Exercise instructions:
Each line from the material with the word "ToolVersionReconciler" in it must be copied.

Source records:
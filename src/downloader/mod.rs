// Downloader module - yt-dlp driven batch engine

pub mod args;
pub mod errors;
pub mod format_selector;
pub mod history;
pub mod invoker;
pub mod links;
pub mod models;
pub mod options;
pub mod orchestrator;
pub mod subtitles;
pub mod title;
pub mod tools;
pub mod traits;
pub mod utils;

pub use args::ArgumentBuilder;
pub use errors::{DownloadError, ToolError};
pub use format_selector::QualityCatalog;
pub use models::{
    ContentKind, DownloadRequest, InvocationResult, QualityProfile, SubtitleFormat,
    SubtitleOptions,
};
pub use options::{OptionResolver, ResolvedOptions, UserSelection};
pub use orchestrator::{BatchSequencer, BatchSummary, ItemOutcome};
pub use tools::{PlatformBinary, ReconcileOutcome, ToolVersionReconciler};
pub use traits::{DownloadObserver, ProcessInvoker, TitleResolver};
// Subtitle track discovery via `yt-dlp --list-subs`

use serde::Serialize;
use std::path::PathBuf;
use tracing::{debug, info};

use super::errors::DownloadError;
use super::utils::run_output_with_timeout;

const LANGUAGE_NAMES: &[(&str, &str)] = &[
    ("ru", "Russian"),
    ("en", "English"),
    ("uk", "Ukrainian"),
    ("de", "Deutsch"),
    ("fr", "Français"),
    ("es", "Español"),
    ("it", "Italiano"),
    ("pt", "Português"),
    ("ja", "日本語"),
    ("ko", "한국어"),
    ("zh", "中文"),
    ("ar", "العربية"),
    ("hi", "हिन्दी"),
    ("pl", "Polski"),
    ("tr", "Türkçe"),
    ("nl", "Nederlands"),
    ("sv", "Svenska"),
    ("no", "Norsk"),
    ("da", "Dansk"),
    ("fi", "Suomi"),
    ("orig", "Original"),
];

/// One manually uploaded subtitle track
#[derive(Debug, Clone, PartialEq, Eq, Serialize)]
pub struct SubtitleInfo {
    pub language: String,
    pub name: String,
    pub ext: String,
}

/// Display name for a language code; unknown codes are upper-cased
pub fn language_name(code: &str) -> String {
    LANGUAGE_NAMES
        .iter()
        .find(|(c, _)| *c == code)
        .map(|(_, name)| name.to_string())
        .unwrap_or_else(|| code.to_uppercase())
}

/// Parse the "Available subtitles" section of `--list-subs` output.
/// Automatic captions are ignored.
pub fn parse_subtitles_list(output: &str) -> Vec<SubtitleInfo> {
    let mut subtitles = Vec::new();
    let mut in_section = false;

    for line in output.lines().map(str::trim) {
        if line.contains("Available subtitles") {
            in_section = true;
            continue;
        }
        if line.contains("Available automatic captions") {
            in_section = false;
            continue;
        }
        if !in_section || line.is_empty() || line.starts_with('[') || line.starts_with("Language ")
        {
            continue;
        }

        // "ru vtt" or "ru  Russian  vtt, ttml, srv3": first listed format wins
        let parts: Vec<&str> = line.split_whitespace().collect();
        if parts.len() < 2 {
            continue;
        }
        let ext = parts[1..]
            .iter()
            .find(|p| p.ends_with(','))
            .or_else(|| parts.last())
            .map(|p| p.trim_end_matches(','))
            .unwrap_or_default();
        subtitles.push(SubtitleInfo {
            language: parts[0].to_string(),
            name: language_name(parts[0]),
            ext: ext.to_string(),
        });
    }
    subtitles
}

pub struct SubtitleLister {
    ytdlp_path: PathBuf,
    timeout_secs: u64,
}

impl SubtitleLister {
    pub fn new(ytdlp_path: PathBuf, timeout_secs: u64) -> Self {
        Self {
            ytdlp_path,
            timeout_secs,
        }
    }

    pub async fn list(&self, url: &str) -> Result<Vec<SubtitleInfo>, DownloadError> {
        let args = vec![
            "--list-subs".to_string(),
            "--no-warnings".to_string(),
            url.to_string(),
        ];
        let out = run_output_with_timeout(&self.ytdlp_path, &args, self.timeout_secs).await?;
        if !out.status.success() {
            return Err(DownloadError::ExitStatus {
                program: self.ytdlp_path.display().to_string(),
                status: out.status,
            });
        }

        let subtitles = parse_subtitles_list(&String::from_utf8_lossy(&out.stdout));
        debug!(target: "subtitles", "{} subtitle track(s) for {}", subtitles.len(), url);
        Ok(subtitles)
    }
}

/// Print the track list the way the batch log reads
pub fn log_subtitles(subtitles: &[SubtitleInfo]) {
    if subtitles.is_empty() {
        info!(target: "subtitles", "No subtitles available for this video");
        return;
    }
    info!(target: "subtitles", "Available subtitles:");
    for (i, sub) in subtitles.iter().enumerate() {
        info!(target: "subtitles", "  {}. {} ({}) - {}", i + 1, sub.name, sub.language, sub.ext);
    }
}

#[cfg(test)]
mod tests {
    use super::*;

    const LIST_SUBS_OUTPUT: &str = "\
[youtube] Extracting URL: https://www.youtube.com/watch?v=abc
[info] Available automatic captions for abc:
Language Name                 Formats
af       Afrikaans            vtt, ttml, srv3
[info] Available subtitles for abc:
Language Name     Formats
en       English  vtt, ttml, srv3
ru       Russian  vtt, ttml
xx-YY    Unknown  vtt
";

    #[test]
    fn test_language_name_table_and_fallback() {
        assert_eq!(language_name("ru"), "Russian");
        assert_eq!(language_name("ja"), "日本語");
        assert_eq!(language_name("orig"), "Original");
        assert_eq!(language_name("pt-br"), "PT-BR");
    }

    #[test]
    fn test_parse_skips_automatic_captions() {
        let subs = parse_subtitles_list(LIST_SUBS_OUTPUT);
        let langs: Vec<&str> = subs.iter().map(|s| s.language.as_str()).collect();
        assert_eq!(langs, ["en", "ru", "xx-YY"]);
        assert_eq!(subs[0].name, "English");
        assert_eq!(subs[0].ext, "vtt");
        assert_eq!(subs[2].name, "XX-YY");
        assert_eq!(subs[2].ext, "vtt");
    }

    #[test]
    fn test_parse_legacy_two_column_rows() {
        let out = "Available subtitles for x:\nru vtt\nen srt\nAvailable automatic captions for x:\nde vtt\n";
        let subs = parse_subtitles_list(out);
        assert_eq!(
            subs,
            vec![
                SubtitleInfo {
                    language: "ru".into(),
                    name: "Russian".into(),
                    ext: "vtt".into()
                },
                SubtitleInfo {
                    language: "en".into(),
                    name: "English".into(),
                    ext: "srt".into()
                },
            ]
        );
    }

    #[test]
    fn test_parse_without_section_is_empty() {
        assert!(parse_subtitles_list("video has no subtitles\n").is_empty());
    }
}
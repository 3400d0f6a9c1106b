// Managed yt-dlp binary: locate, compare with the latest release, replace
//
// Runs once at startup. Every failure here is logged and swallowed; the
// batch then runs with whatever binary is on disk.

use async_trait::async_trait;
use serde::Deserialize;
use std::path::{Path, PathBuf};
use std::time::Duration;
use tracing::{info, warn};

use super::errors::ToolError;
use super::models::ToolVersionState;
use super::utils::run_output_with_timeout;

pub const RELEASES_API_URL: &str = "https://api.github.com/repos/yt-dlp/yt-dlp/releases/latest";
pub const RELEASE_DOWNLOAD_BASE: &str = "https://github.com/yt-dlp/yt-dlp/releases/latest/download";

const USER_AGENT: &str = concat!("ytfetch/", env!("CARGO_PKG_VERSION"));
const VERSION_TIMEOUT_SECS: u64 = 30;

/// Per-OS binary naming
#[derive(Debug, Clone, Copy, PartialEq, Eq)]
pub struct PlatformBinary {
    /// File name inside the tool directory
    pub executable: &'static str,
    /// Release asset to download
    pub asset: &'static str,
}

impl PlatformBinary {
    pub fn for_os(os: &str) -> Self {
        match os {
            "windows" => Self {
                executable: "yt-dlp.exe",
                asset: "yt-dlp.exe",
            },
            "macos" => Self {
                executable: "yt-dlp",
                asset: "yt-dlp_macos",
            },
            "linux" => Self {
                executable: "yt-dlp",
                asset: "yt-dlp_linux",
            },
            _ => Self {
                executable: "yt-dlp",
                asset: "yt-dlp",
            },
        }
    }

    pub fn current() -> Self {
        Self::for_os(std::env::consts::OS)
    }

    pub fn executable_path(&self, tool_dir: &Path) -> PathBuf {
        tool_dir.join(self.executable)
    }

    pub fn download_url(&self) -> String {
        format!("{}/{}", RELEASE_DOWNLOAD_BASE, self.asset)
    }
}

/// Upstream release metadata
#[cfg_attr(test, mockall::automock)]
#[async_trait]
pub trait ReleaseSource: Send + Sync {
    async fn latest_tag(&self) -> Result<String, ToolError>;
}

/// Moves the binary from the network to disk
#[cfg_attr(test, mockall::automock)]
#[async_trait]
pub trait BinaryFetcher: Send + Sync {
    /// Replace `dest` entirely with the content at `url`
    async fn fetch(&self, url: &str, dest: &Path) -> Result<(), ToolError>;
}

/// Reads `--version` from a local binary
#[cfg_attr(test, mockall::automock)]
#[async_trait]
pub trait VersionProbe: Send + Sync {
    async fn local_version(&self, executable: &Path) -> Result<String, ToolError>;
}

/// What the reconciler did
#[derive(Debug, Clone, PartialEq, Eq)]
pub enum ReconcileOutcome {
    /// Binary was missing and has been downloaded
    Installed,
    /// Local version differed from upstream and was replaced
    Updated { from: String, to: String },
    /// Local version already matches upstream
    Current(String),
    /// Upstream could not be queried; local binary kept as-is
    Unverified { local: Option<String> },
    /// Download or replace failed; whatever was on disk stays
    FetchFailed(String),
}

pub struct ToolVersionReconciler {
    executable: PathBuf,
    download_url: String,
    releases: Box<dyn ReleaseSource>,
    fetcher: Box<dyn BinaryFetcher>,
    probe: Box<dyn VersionProbe>,
}

impl ToolVersionReconciler {
    /// Platform lookup happens here, before any network call
    pub fn new(
        tool_dir: &Path,
        platform: PlatformBinary,
        releases: Box<dyn ReleaseSource>,
        fetcher: Box<dyn BinaryFetcher>,
        probe: Box<dyn VersionProbe>,
    ) -> Self {
        Self {
            executable: platform.executable_path(tool_dir),
            download_url: platform.download_url(),
            releases,
            fetcher,
            probe,
        }
    }

    /// GitHub releases + reqwest download + `--version` probe
    pub fn with_defaults(tool_dir: &Path) -> Self {
        let client = build_http_client();
        Self::new(
            tool_dir,
            PlatformBinary::current(),
            Box::new(GithubReleases::new(client.clone())),
            Box::new(HttpBinaryFetcher::new(client)),
            Box::new(CliVersionProbe),
        )
    }

    pub fn executable(&self) -> &Path {
        &self.executable
    }

    /// Absent -> Fetch; Present -> local -> remote -> Match | Mismatch -> Fetch
    pub async fn reconcile(&self) -> ReconcileOutcome {
        let state = match self.current_state().await {
            Ok(state) => state,
            Err(outcome) => return outcome,
        };

        match state {
            ToolVersionState::Absent => {
                warn!(
                    target: "tool_update",
                    "{} not found, downloading latest version...",
                    self.executable.display()
                );
                match self.fetch().await {
                    Ok(()) => ReconcileOutcome::Installed,
                    Err(e) => ReconcileOutcome::FetchFailed(e.to_string()),
                }
            }
            ToolVersionState::UpToDate(version) => {
                info!(target: "tool_update", "yt-dlp is up to date: {}", version);
                ReconcileOutcome::Current(version)
            }
            ToolVersionState::Outdated { local, remote } => {
                info!(
                    target: "tool_update",
                    "New yt-dlp available: {} (current: {})",
                    remote,
                    if local.is_empty() { "unknown" } else { local.as_str() }
                );
                match self.fetch().await {
                    Ok(()) => ReconcileOutcome::Updated { from: local, to: remote },
                    Err(e) => ReconcileOutcome::FetchFailed(e.to_string()),
                }
            }
        }
    }

    /// Err carries the final outcome when upstream cannot be reached
    async fn current_state(&self) -> Result<ToolVersionState, ReconcileOutcome> {
        if !self.executable.exists() {
            return Ok(ToolVersionState::Absent);
        }

        let local = match self.probe.local_version(&self.executable).await {
            Ok(v) => Some(v.trim().to_string()),
            Err(e) => {
                warn!(target: "tool_update", "Could not read local yt-dlp version: {}", e);
                None
            }
        };

        match self.releases.latest_tag().await {
            Ok(remote) => Ok(ToolVersionState::compare(
                local.as_deref().unwrap_or_default(),
                &remote,
            )),
            Err(e) => {
                warn!(target: "tool_update", "Could not check latest yt-dlp release: {}", e);
                Err(ReconcileOutcome::Unverified { local })
            }
        }
    }

    async fn fetch(&self) -> Result<(), ToolError> {
        info!(target: "tool_update", "Downloading {}", self.download_url);
        match self.fetcher.fetch(&self.download_url, &self.executable).await {
            Ok(()) => {
                info!(target: "tool_update", "yt-dlp saved to {}", self.executable.display());
                Ok(())
            }
            Err(e) => {
                warn!(target: "tool_update", "yt-dlp download failed: {}", e);
                Err(e)
            }
        }
    }
}

fn build_http_client() -> reqwest::Client {
    reqwest::Client::builder()
        .user_agent(USER_AGENT)
        .connect_timeout(Duration::from_secs(15))
        .build()
        .unwrap_or_else(|e| {
            warn!(target: "tool_update", "Falling back to default HTTP client: {}", e);
            reqwest::Client::new()
        })
}

#[derive(Debug, Deserialize)]
struct ReleaseInfo {
    tag_name: Option<String>,
}

/// `releases/latest` on the GitHub API
pub struct GithubReleases {
    client: reqwest::Client,
    url: String,
}

impl GithubReleases {
    pub fn new(client: reqwest::Client) -> Self {
        Self {
            client,
            url: RELEASES_API_URL.to_string(),
        }
    }
}

#[async_trait]
impl ReleaseSource for GithubReleases {
    async fn latest_tag(&self) -> Result<String, ToolError> {
        let info: ReleaseInfo = self
            .client
            .get(&self.url)
            .header(reqwest::header::ACCEPT, "application/vnd.github+json")
            .timeout(Duration::from_secs(15))
            .send()
            .await?
            .error_for_status()?
            .json()
            .await?;

        parse_tag(info)
    }
}

fn parse_tag(info: ReleaseInfo) -> Result<String, ToolError> {
    info.tag_name
        .map(|t| t.trim().to_string())
        .filter(|t| !t.is_empty())
        .ok_or(ToolError::MissingTag)
}

/// Whole-file download with atomic replace
pub struct HttpBinaryFetcher {
    client: reqwest::Client,
}

impl HttpBinaryFetcher {
    pub fn new(client: reqwest::Client) -> Self {
        Self { client }
    }
}

#[async_trait]
impl BinaryFetcher for HttpBinaryFetcher {
    async fn fetch(&self, url: &str, dest: &Path) -> Result<(), ToolError> {
        let bytes = self
            .client
            .get(url)
            .send()
            .await?
            .error_for_status()?
            .bytes()
            .await?;

        install_binary(&bytes, dest).await?;
        Ok(())
    }
}

/// Write to `<dest>.tmp`, mark executable, rename over `dest`
pub async fn install_binary(bytes: &[u8], dest: &Path) -> std::io::Result<()> {
    if let Some(parent) = dest.parent().filter(|p| !p.as_os_str().is_empty()) {
        tokio::fs::create_dir_all(parent).await?;
    }
    let mut temp_name = dest.as_os_str().to_owned();
    temp_name.push(".tmp");
    let temp_path = PathBuf::from(temp_name);

    tokio::fs::write(&temp_path, bytes).await?;

    #[cfg(unix)]
    {
        use std::os::unix::fs::PermissionsExt;
        tokio::fs::set_permissions(&temp_path, std::fs::Permissions::from_mode(0o755)).await?;
    }

    if let Err(e) = tokio::fs::rename(&temp_path, dest).await {
        let _ = tokio::fs::remove_file(&temp_path).await;
        return Err(e);
    }
    Ok(())
}

/// `<exe> --version`
pub struct CliVersionProbe;

#[async_trait]
impl VersionProbe for CliVersionProbe {
    async fn local_version(&self, executable: &Path) -> Result<String, ToolError> {
        let out =
            run_output_with_timeout(executable, &["--version".to_string()], VERSION_TIMEOUT_SECS)
                .await?;
        if !out.status.success() {
            return Err(ToolError::VersionQuery(format!(
                "{} --version exited with {}",
                executable.display(),
                out.status
            )));
        }
        Ok(String::from_utf8_lossy(&out.stdout).trim().to_string())
    }
}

Problem solution:
pub use tools::{PlatformBinary, ReconcileOutcome, ToolVersionReconciler};
pub struct ToolVersionReconciler {
impl ToolVersionReconciler {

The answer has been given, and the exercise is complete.